15.1 Hamiltonian Monte Carlo
Hamiltonian Monte Carlo (HMC) is a Markov chain Monte Carlo (MCMC) method that uses the derivatives of the density function being sampled to generate efficient transitions spanning the posterior (see, e.g., Betancourt and Girolami (2013), Neal (2011) for more details). It uses an approximate Hamiltonian dynamics simulation based on numerical integration which is then corrected by performing a Metropolis acceptance step.
This section translates the presentation of HMC by Betancourt and Girolami (2013) into the notation of Gelman et al. (2013).
Target density
The goal of sampling is to draw from a density \(p(\theta)\) for parameters \(\theta\). This is typically a Bayesian posterior \(p(\theta|y)\) given data \(y\), and in particular, a Bayesian posterior coded as a Stan program.
Auxiliary momentum variable
HMC introduces auxiliary momentum variables \(\rho\) and draws from a joint density
\[ p(\rho, \theta) = p(\rho | \theta) p(\theta). \]
In most applications of HMC, including Stan, the auxiliary density is a multivariate normal that does not depend on the parameters \(\theta\),
\[ \rho \sim \mathsf{MultiNormal}(0, M). \]

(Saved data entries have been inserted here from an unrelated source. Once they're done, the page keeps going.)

//! Process-lifetime in-memory storage module.

use std::collections::{BTreeMap, HashMap};

use buxton_proto::{Label, Value};

use crate::backend::{BackendError, DbId, StorageBackend, StoredKey, StoredRecord};

/// In-memory backend: one ordered map per layer database.
///
/// Contents live for the lifetime of the process and are never written to
/// disk.
#[derive(Debug, Default)]
pub struct MemoryBackend {
    databases: HashMap<DbId, BTreeMap<StoredKey, StoredRecord>>,
}

impl MemoryBackend {
    /// Creates an empty backend.
    #[must_use]
    pub fn new() -> Self {
        Self::default()
    }
}

impl StorageBackend for MemoryBackend {
    fn get(&mut self, db: &DbId, key: &StoredKey) -> Result<Option<StoredRecord>, BackendError> {
        Ok(self
            .databases
            .get(db)
            .and_then(|records| records.get(key))
            .cloned())
    }

    fn set(
        &mut self,
        db: &DbId,
        key: &StoredKey,
        value: Value,
        label: Label,
    ) -> Result<(), BackendError> {
        self.databases
            .entry(db.clone())
            .or_default()
            .insert(key.clone(), StoredRecord { value, label });
        Ok(())
    }

    fn unset(&mut self, db: &DbId, key: &StoredKey) -> Result<Vec<StoredKey>, BackendError> {
        let Some(records) = self.databases.get_mut(db) else {
            return Ok(Vec::new());
        };

        if key.name.is_some() {
            return Ok(records.remove(key).map(|_| key.clone()).into_iter().collect());
        }

        // Group removal takes the sentinel and every member with it.
        let doomed: Vec<StoredKey> = records
            .keys()
            .filter(|candidate| candidate.group == key.group)
            .cloned()
            .collect();
        for candidate in &doomed {
            records.remove(candidate);
        }
        Ok(doomed)
    }

    fn list(&mut self, db: &DbId) -> Result<Vec<StoredKey>, BackendError> {
        Ok(self
            .databases
            .get(db)
            .map(|records| records.keys().cloned().collect())
            .unwrap_or_default())
    }
}

#[cfg(test)]
mod tests {
    use super::*;

    fn db() -> DbId {
        DbId::new("base", None)
    }

    #[test]
    fn set_then_get_round_trips() {
        let mut backend = MemoryBackend::new();
        let key = StoredKey::value("net", "mtu");
        backend
            .set(&db(), &key, Value::Int32(1500), Label::default())
            .expect("set");
        let record = backend.get(&db(), &key).expect("get").expect("present");
        assert_eq!(record.value, Value::Int32(1500));
    }

    #[test]
    fn databases_are_isolated_by_uid() {
        let mut backend = MemoryBackend::new();
        let key = StoredKey::value("app", "theme");
        let alice = DbId::new("desktop", Some(1000));
        let bob = DbId::new("desktop", Some(1001));
        backend
            .set(&alice, &key, Value::String("dark".into()), Label::default())
            .expect("set");
        assert!(backend.get(&bob, &key).expect("get").is_none());
    }

    #[test]
    fn group_unset_removes_sentinel_and_members() {
        let mut backend = MemoryBackend::new();
        backend
            .set(&db(), &StoredKey::group("net"), Value::String("g".into()), Label::default())
            .expect("set sentinel");
        backend
            .set(&db(), &StoredKey::value("net", "mtu"), Value::Int32(1500), Label::default())
            .expect("set mtu");
        backend
            .set(&db(), &StoredKey::value("other", "x"), Value::Int32(1), Label::default())
            .expect("set unrelated");

        let removed = backend.unset(&db(), &StoredKey::group("net")).expect("unset");
        assert_eq!(removed.len(), 2);
        assert!(backend.get(&db(), &StoredKey::value("net", "mtu")).expect("get").is_none());
        assert!(backend.get(&db(), &StoredKey::value("other", "x")).expect("get").is_some());
    }

    #[test]
    fn unset_of_missing_value_removes_nothing() {
        let mut backend = MemoryBackend::new();
        let removed = backend
            .unset(&db(), &StoredKey::value("net", "mtu"))
            .expect("unset");
        assert!(removed.is_empty());
    }
}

\(M\) is the Euclidean metric. It can be seen as a transform of parameter space that makes sampling more efficient; see Betancourt (2017) for details.
By default Stan sets \(M^{-1}\) equal to a diagonal estimate of the covariance computed during warmup.
The Hamiltonian
The joint density \(p(\rho, \theta)\) defines a Hamiltonian
\[ \begin{array}{rcl} H(\rho, \theta) & = & - \log p(\rho, \theta) \\[3pt] & = & - \log p(\rho | \theta) - \log p(\theta). \\[3pt] & = & T(\rho | \theta) + V(\theta), \end{array} \]
where the term
\[ T(\rho | \theta) = - \log p(\rho | \theta) \]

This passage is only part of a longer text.